29 de dezembro de 2011

Água em pedra dura

Se lembra daquela vez que eu te descrevi como uma lua ? Hoje tenho certeza que eu me referia à uma das luas de Saturno. Eu sei que sua vida mais parece uma torta de maçã envenenada: quem dela provar, para sempre será sentenciado ao dissabor das lembranças tuas. Mas me recordo das suas promessas benevolentes de vida fácil, oferecendo grandes latifúndios e poder coronelista aos que seguissem, à risca, o teu passo desajeitado pelas encostas lodosas do teu miocárdio hesitante, notava seus medos tão externados que mais pareciam livros mofados colocados numa majestosa estante na sala de estar, e o teu brilho apagado, escondido atrás do novo penteado.

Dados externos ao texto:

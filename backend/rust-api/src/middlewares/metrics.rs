use axum::{extract::Request, middleware::Next, response::Response};
use std::time::Instant;

use crate::metrics::{HTTP_REQUESTS_TOTAL, HTTP_REQUEST_DURATION_SECONDS};

/// Records request count and latency per route.
pub async fn metrics_middleware(req: Request, next: Next) -> Response {
    let start = Instant::now();
    let method = req.method().to_string();
    let path = normalize_path(req.uri().path());

    let response = next.run(req).await;

    let duration = start.elapsed().as_secs_f64();
    let status = response.status().as_u16().to_string();

    HTTP_REQUESTS_TOTAL
        .with_label_values(&[method.as_str(), path.as_str(), status.as_str()])
        .inc();
    HTTP_REQUEST_DURATION_SECONDS
        .with_label_values(&[method.as_str(), path.as_str()])
        .observe(duration);

    response
}

/// Collapses dynamic segments so label cardinality stays bounded: ids become
/// `{id}` and leaderboard player keys become `{key}`.
fn normalize_path(path: &str) -> String {
    let segments: Vec<&str> = path.split('/').collect();
    let mut normalized = Vec::with_capacity(segments.len());

    for (index, segment) in segments.iter().enumerate() {
        let after_track = index >= 2
            && segments[index - 2] == "leaderboard"
            && matches!(segments[index - 1], "journey" | "quiz");
        if after_track {
            normalized.push("{key}");
        } else if is_uuid_like(segment) || is_numeric_id(segment) {
            normalized.push("{id}");
        } else {
            normalized.push(segment);
        }
    }

    normalized.join("/")
}

/// 8-4-4-4-12 hex characters
fn is_uuid_like(s: &str) -> bool {
    s.len() == 36 && s.chars().all(|c| c.is_ascii_hexdigit() || c == '-')
}

fn is_numeric_id(s: &str) -> bool {
    !s.is_empty() && s.chars().all(|c| c.is_ascii_digit())
}
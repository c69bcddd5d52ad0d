use serde::Deserialize;
use std::env;

#[derive(Debug, Clone, Deserialize)]
pub struct Config {
    pub mongo_uri: String,
    pub redis_uri: String,
    pub mongo_database: String,
    pub bind_address: String,
    pub quiz: QuizSettings,
    pub progression: ProgressionSettings,
    pub leaderboard: LeaderboardSettings,
    pub mentor: MentorSettings,
}

/// Timing and scoring of a quiz session
#[derive(Debug, Clone, Deserialize)]
pub struct QuizSettings {
    pub questions_per_session: usize,
    pub time_limit_seconds: u32,
    pub base_score: u32,
    pub max_bonus: u32,
    pub feedback_seconds: u64,
    pub tick_interval_ms: u64,
    /// How long a finished session stays readable before it is dropped
    pub finished_retention_seconds: u64,
}

impl Default for QuizSettings {
    fn default() -> Self {
        Self {
            questions_per_session: 15,
            time_limit_seconds: 30,
            base_score: 1000,
            max_bonus: 500,
            feedback_seconds: 3,
            tick_interval_ms: 1000,
            finished_retention_seconds: 300,
        }
    }
}

#[derive(Debug, Clone, Deserialize)]
pub struct ProgressionSettings {
    /// XP per level
    pub level_size: u64,
}

impl Default for ProgressionSettings {
    fn default() -> Self {
        Self { level_size: 50 }
    }
}

#[derive(Debug, Clone, Deserialize)]
pub struct LeaderboardSettings {
    pub cache_ttl_seconds: u64,
    pub top_n: i64,
}

impl Default for LeaderboardSettings {
    fn default() -> Self {
        Self {
            cache_ttl_seconds: 300,
            top_n: 50,
        }
    }
}

#[derive(Debug, Clone, Deserialize)]
pub struct MentorSettings {
    pub api_url: String,
    pub api_key: Option<String>,
    pub model: String,
    pub temperature: f32,
    pub max_output_tokens: u32,
    pub timeout_seconds: u64,
    /// Chats idle for longer than this are forgotten
    pub chat_ttl_seconds: u64,
    pub max_chats: usize,
}

impl Default for MentorSettings {
    fn default() -> Self {
        Self {
            api_url: "https://generativelanguage.googleapis.com".to_string(),
            api_key: None,
            model: "gemini-3-flash-preview".to_string(),
            temperature: 0.7,
            max_output_tokens: 2048,
            timeout_seconds: 30,
            chat_ttl_seconds: 3600,
            max_chats: 1000,
        }
    }
}

impl Config {
    pub fn load() -> Result<Self, config::ConfigError> {
        // Root .env first, then fall back to a local one
        let skip_root_env = env::var("SKIP_ROOT_ENV").is_ok();
        if skip_root_env {
            dotenvy::dotenv().ok();
        } else if dotenvy::from_path("../../.env").is_err() {
            dotenvy::dotenv().ok();
        }

        let app_env = env::var("APP_ENV").unwrap_or_else(|_| "dev".to_string());

        // config/*.toml + ENV overrides (prefix: APP_)
        let settings = config::Config::builder()
            .add_source(config::File::with_name(&format!("config/{}", app_env)).required(false))
            .add_source(config::Environment::with_prefix("APP").separator("__"))
            .build()?;

        let mongo_uri = settings
            .get_string("database.mongo_uri")
            .or_else(|_| env::var("MONGO_URI"))
            .unwrap_or_else(|_| "mongodb://localhost:27017".to_string());

        let redis_uri = settings
            .get_string("redis.uri")
            .or_else(|_| env::var("REDIS_URI"))
            .unwrap_or_else(|_| {
                let host = env::var("REDIS_HOST").unwrap_or_else(|_| "127.0.0.1".to_string());
                let port = env::var("REDIS_PORT").unwrap_or_else(|_| "6379".to_string());
                match env::var("REDIS_PASSWORD") {
                    Ok(password) => format!("redis://:{}@{}:{}/0", password, host, port),
                    Err(_) => format!("redis://{}:{}/0", host, port),
                }
            });

        let mongo_database = settings
            .get_string("database.mongo_database")
            .or_else(|_| env::var("MONGO_DATABASE"))
            .unwrap_or_else(|_| "journey".to_string());

        let bind_address = settings
            .get_string("server.bind_address")
            .or_else(|_| env::var("BIND_ADDRESS"))
            .unwrap_or_else(|_| "0.0.0.0:8081".to_string());

        let quiz_defaults = QuizSettings::default();
        let quiz = QuizSettings {
            questions_per_session: positive(&settings, "quiz.questions_per_session")
                .unwrap_or(quiz_defaults.questions_per_session),
            time_limit_seconds: positive(&settings, "quiz.time_limit_seconds")
                .unwrap_or(quiz_defaults.time_limit_seconds),
            base_score: positive(&settings, "quiz.base_score").unwrap_or(quiz_defaults.base_score),
            max_bonus: non_negative(&settings, "quiz.max_bonus").unwrap_or(quiz_defaults.max_bonus),
            feedback_seconds: non_negative(&settings, "quiz.feedback_seconds")
                .unwrap_or(quiz_defaults.feedback_seconds),
            tick_interval_ms: positive(&settings, "quiz.tick_interval_ms")
                .unwrap_or(quiz_defaults.tick_interval_ms),
            finished_retention_seconds: positive(&settings, "quiz.finished_retention_seconds")
                .unwrap_or(quiz_defaults.finished_retention_seconds),
        };

        let progression = ProgressionSettings {
            level_size: positive(&settings, "progression.level_size")
                .unwrap_or(ProgressionSettings::default().level_size),
        };

        let leaderboard_defaults = LeaderboardSettings::default();
        let leaderboard = LeaderboardSettings {
            cache_ttl_seconds: non_negative(&settings, "leaderboard.cache_ttl_seconds")
                .unwrap_or(leaderboard_defaults.cache_ttl_seconds),
            top_n: positive(&settings, "leaderboard.top_n").unwrap_or(leaderboard_defaults.top_n),
        };

        let mentor_defaults = MentorSettings::default();
        let mentor_api_key = settings
            .get_string("mentor.api_key")
            .or_else(|_| env::var("MENTOR_API_KEY"))
            .ok()
            .filter(|key| !key.trim().is_empty());
        if mentor_api_key.is_none() {
            eprintln!("WARNING: MENTOR_API_KEY is not set, mentor replies will fall back");
        }
        let mentor = MentorSettings {
            api_url: settings
                .get_string("mentor.api_url")
                .or_else(|_| env::var("MENTOR_API_URL"))
                .unwrap_or(mentor_defaults.api_url),
            api_key: mentor_api_key,
            model: settings
                .get_string("mentor.model")
                .unwrap_or(mentor_defaults.model),
            temperature: settings
                .get_float("mentor.temperature")
                .map(|v| v as f32)
                .unwrap_or(mentor_defaults.temperature),
            max_output_tokens: positive(&settings, "mentor.max_output_tokens")
                .unwrap_or(mentor_defaults.max_output_tokens),
            timeout_seconds: positive(&settings, "mentor.timeout_seconds")
                .unwrap_or(mentor_defaults.timeout_seconds),
            chat_ttl_seconds: positive(&settings, "mentor.chat_ttl_seconds")
                .unwrap_or(mentor_defaults.chat_ttl_seconds),
            max_chats: positive(&settings, "mentor.max_chats")
                .unwrap_or(mentor_defaults.max_chats),
        };

        Ok(Config {
            mongo_uri,
            redis_uri,
            mongo_database,
            bind_address,
            quiz,
            progression,
            leaderboard,
            mentor,
        })
    }
}

/// Integer setting that must be above zero. Out-of-range values fall back
/// to the default instead of wrapping.
fn positive<T: TryFrom<i64>>(settings: &config::Config, key: &str) -> Option<T> {
    settings
        .get_int(key)
        .ok()
        .filter(|v| *v > 0)
        .and_then(|v| T::try_from(v).ok())
}

fn non_negative<T: TryFrom<i64>>(settings: &config::Config, key: &str) -> Option<T> {
    settings
        .get_int(key)
        .ok()
        .filter(|v| *v >= 0)
        .and_then(|v| T::try_from(v).ok())
}

#[cfg(test)]
mod tests {
    use super::*;
    use serial_test::serial;

    #[test]
    #[serial]
    fn env_overrides_quiz_settings() {
        std::env::set_var("SKIP_ROOT_ENV", "1");
        std::env::set_var("APP__QUIZ__TIME_LIMIT_SECONDS", "45");
        let config = Config::load().unwrap();
        assert_eq!(config.quiz.time_limit_seconds, 45);
        assert_eq!(config.quiz.base_score, 1000);
        std::env::remove_var("APP__QUIZ__TIME_LIMIT_SECONDS");
    }

    #[test]
    #[serial]
    fn defaults_match_game_rules() {
        std::env::set_var("SKIP_ROOT_ENV", "1");
        let config = Config::load().unwrap();
        assert_eq!(config.quiz.questions_per_session, 15);
        assert_eq!(config.quiz.max_bonus, 500);
        assert_eq!(config.progression.level_size, 50);
        assert_eq!(config.leaderboard.cache_ttl_seconds, 300);
        assert_eq!(config.quiz.finished_retention_seconds, 300);
        assert_eq!(config.mentor.max_chats, 1000);
    }

    #[test]
    #[serial]
    fn negative_values_fall_back_to_defaults() {
        std::env::set_var("SKIP_ROOT_ENV", "1");
        std::env::set_var("APP__QUIZ__TIME_LIMIT_SECONDS", "-1");
        std::env::set_var("APP__QUIZ__QUESTIONS_PER_SESSION", "-5");
        std::env::set_var("APP__LEADERBOARD__TOP_N", "0");
        std::env::set_var("APP__QUIZ__MAX_BONUS", "0");
        let config = Config::load().unwrap();
        assert_eq!(config.quiz.time_limit_seconds, 30);
        assert_eq!(config.quiz.questions_per_session, 15);
        assert_eq!(config.leaderboard.top_n, 50);
        assert_eq!(config.quiz.max_bonus, 0);
        for key in [
            "APP__QUIZ__TIME_LIMIT_SECONDS",
            "APP__QUIZ__QUESTIONS_PER_SESSION",
            "APP__LEADERBOARD__TOP_N",
            "APP__QUIZ__MAX_BONUS",
        ] {
            std::env::remove_var(key);
        }
    }

    #[test]
    fn out_of_range_integers_are_rejected() {
        let settings = config::Config::builder()
            .set_override("quiz.time_limit_seconds", 5_000_000_000i64)
            .unwrap()
            .set_override("quiz.base_score", -1i64)
            .unwrap()
            .build()
            .unwrap();
        assert_eq!(positive::<u32>(&settings, "quiz.time_limit_seconds"), None);
        assert_eq!(non_negative::<u32>(&settings, "quiz.base_score"), None);
        assert_eq!(positive::<u32>(&settings, "missing"), None);
    }
}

Enquanto as bocas falam, o silêncio do seu descaminho te afronta com ímpeto, até que suas promessas descomedidas acabam se tornando meticulosos davaneios. Você sabe que ouvirá aquela música várias vezes, e que findada, os fantasmas ainda estarão ali lhe pedindo mais uma xícara de chá, quem sabe alguns biscoitinhos e alguns lençóis limpos. Parece que a estadia de apreciação do verão sulista foi prorrogada. Apesar das mãos cordiais, deve-se frisar que não detecta-se nenhuma ferida quando se está usando luvas. Deixe os espinhos para os ouriços e as roseiras, as luvas pra quando você for atender seu orquidário e as mãos cordiais, aceite-as. Bem sabemos que elas ainda irão segurar um buquê de rosas secas, atirado pela noiva que vestia preto.